----- Stored data -----

//! Main configuration types.
//!
//! This module provides the top-level [`GracefulConfig`] struct and its builder.

use std::net::SocketAddr;

use serde::{Deserialize, Serialize};

use crate::{ConfigError, LogFormat, ServerSection, TelemetrySection};

/// Complete configuration of a graceful server.
///
/// Use [`ConfigLoader`](crate::ConfigLoader) to load configuration from files
/// and environment variables.
///
/// # Example
///
/// ```
/// use graceful_config::GracefulConfig;
///
/// let config = GracefulConfig::default();
/// assert_eq!(config.server.http_addr, "0.0.0.0:8080");
/// ```
#[derive(Debug, Clone, Serialize, Deserialize, PartialEq, Eq, Default)]
#[serde(deny_unknown_fields)]
pub struct GracefulConfig {
    /// Server configuration.
    #[serde(default)]
    pub server: ServerSection,

    /// Telemetry configuration (metrics, logging).
    #[serde(default)]
    pub telemetry: TelemetrySection,
}

impl GracefulConfig {
    /// Create a new configuration builder.
    #[must_use]
    pub fn builder() -> GracefulConfigBuilder {
        GracefulConfigBuilder::new()
    }

    /// Validate the configuration.
    ///
    /// # Errors
    ///
    /// Returns `ConfigError::InvalidValue` if:
    /// - the server address is not a socket address
    /// - metrics are enabled with an invalid address
    /// - the service name or log level is empty
    pub fn validate(&self) -> Result<(), ConfigError> {
        if self.server.http_addr.parse::<SocketAddr>().is_err() {
            return Err(ConfigError::invalid_value(
                "server.http_addr",
                format!("invalid socket address: {}", self.server.http_addr),
            ));
        }

        if self.telemetry.metrics.enabled
            && self.telemetry.metrics.addr.parse::<SocketAddr>().is_err()
        {
            return Err(ConfigError::invalid_value(
                "telemetry.metrics.addr",
                format!("invalid socket address: {}", self.telemetry.metrics.addr),
            ));
        }

        if self.telemetry.service_name.trim().is_empty() {
            return Err(ConfigError::invalid_value(
                "telemetry.service_name",
                "must not be empty",
            ));
        }

        if self.telemetry.logging.enabled && self.telemetry.logging.level.trim().is_empty() {
            return Err(ConfigError::invalid_value(
                "telemetry.logging.level",
                "must not be empty",
            ));
        }

        Ok(())
    }

    /// Development preset: pretty debug logs, short grace period.
    #[must_use]
    pub fn development() -> Self {
        let mut config = Self::default();
        config.server.http_addr = "127.0.0.1:8080".to_string();
        config.server.shutdown_timeout_ms = 5_000;
        config.telemetry.logging.level = "debug".to_string();
        config.telemetry.logging.format = LogFormat::Pretty;
        config.telemetry.logging.include_location = true;
        config
    }

    /// Production preset: JSON logs and metrics enabled.
    #[must_use]
    pub fn production() -> Self {
        let mut config = Self::default();
        config.telemetry.logging.level = "info".to_string();
        config.telemetry.logging.format = LogFormat::Json;
        config.telemetry.metrics.enabled = true;
        config
    }
}

/// Builder for [`GracefulConfig`].
#[derive(Debug, Default)]
pub struct GracefulConfigBuilder {
    server: Option<ServerSection>,
    telemetry: Option<TelemetrySection>,
}

impl GracefulConfigBuilder {
    /// Create a new builder with default values.
    #[must_use]
    pub fn new() -> Self {
        Self::default()
    }

    /// Set the server configuration.
    #[must_use]
    pub fn server(mut self, server: ServerSection) -> Self {
        self.server = Some(server);
        self
    }

    /// Set the telemetry configuration.
    #[must_use]
    pub fn telemetry(mut self, telemetry: TelemetrySection) -> Self {
        self.telemetry = Some(telemetry);
        self
    }

    /// Build the configuration. Unset sections use their defaults.
    #[must_use]
    pub fn build(self) -> GracefulConfig {
        GracefulConfig {
            server: self.server.unwrap_or_default(),
            telemetry: self.telemetry.unwrap_or_default(),
        }
    }

    /// Build and validate the configuration.
    ///
    /// # Errors
    ///
    /// Returns `ConfigError` if validation fails.
    pub fn build_validated(self) -> Result<GracefulConfig, ConfigError> {
        let config = self.build();
        config.validate()?;
        Ok(config)
    }
}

-----

• **Exercise description**:
Your response should be the lines above from the first to the one containing "if self.telemetry.logging.enabled &&", inclusive, each given exactly.

• **Expected answer**:
//! Main configuration types.
//!
//! This module provides the top-level [`GracefulConfig`] struct and its builder.

use std::net::SocketAddr;

use serde::{Deserialize, Serialize};

use crate::{ConfigError, LogFormat, ServerSection, TelemetrySection};

/// Complete configuration of a graceful server.
///
/// Use [`ConfigLoader`](crate::ConfigLoader) to load configuration from files
/// and environment variables.
///
/// # Example
///
/// ```
/// use graceful_config::GracefulConfig;
///
/// let config = GracefulConfig::default();
/// assert_eq!(config.server.http_addr, "0.0.0.0:8080");
/// ```
#[derive(Debug, Clone, Serialize, Deserialize, PartialEq, Eq, Default)]
#[serde(deny_unknown_fields)]
pub struct GracefulConfig {
    /// Server configuration.
    #[serde(default)]
    pub server: ServerSection,

    /// Telemetry configuration (metrics, logging).
    #[serde(default)]
    pub telemetry: TelemetrySection,
}

impl GracefulConfig {
    /// Create a new configuration builder.
    #[must_use]
    pub fn builder() -> GracefulConfigBuilder {
        GracefulConfigBuilder::new()
    }

    /// Validate the configuration.
    ///
    /// # Errors
    ///
    /// Returns `ConfigError::InvalidValue` if:
    /// - the server address is not a socket address
    /// - metrics are enabled with an invalid address
    /// - the service name or log level is empty
    pub fn validate(&self) -> Result<(), ConfigError> {
        if self.server.http_addr.parse::<SocketAddr>().is_err() {
            return Err(ConfigError::invalid_value(
                "server.http_addr",
                format!("invalid socket address: {}", self.server.http_addr),
            ));
        }

        if self.telemetry.metrics.enabled
            && self.telemetry.metrics.addr.parse::<SocketAddr>().is_err()
        {
            return Err(ConfigError::invalid_value(
                "telemetry.metrics.addr",
                format!("invalid socket address: {}", self.telemetry.metrics.addr),
            ));
        }

        if self.telemetry.service_name.trim().is_empty() {
            return Err(ConfigError::invalid_value(
                "telemetry.service_name",
                "must not be empty",
            ));
        }

        if self.telemetry.logging.enabled && self.telemetry.logging.level.trim().is_empty() {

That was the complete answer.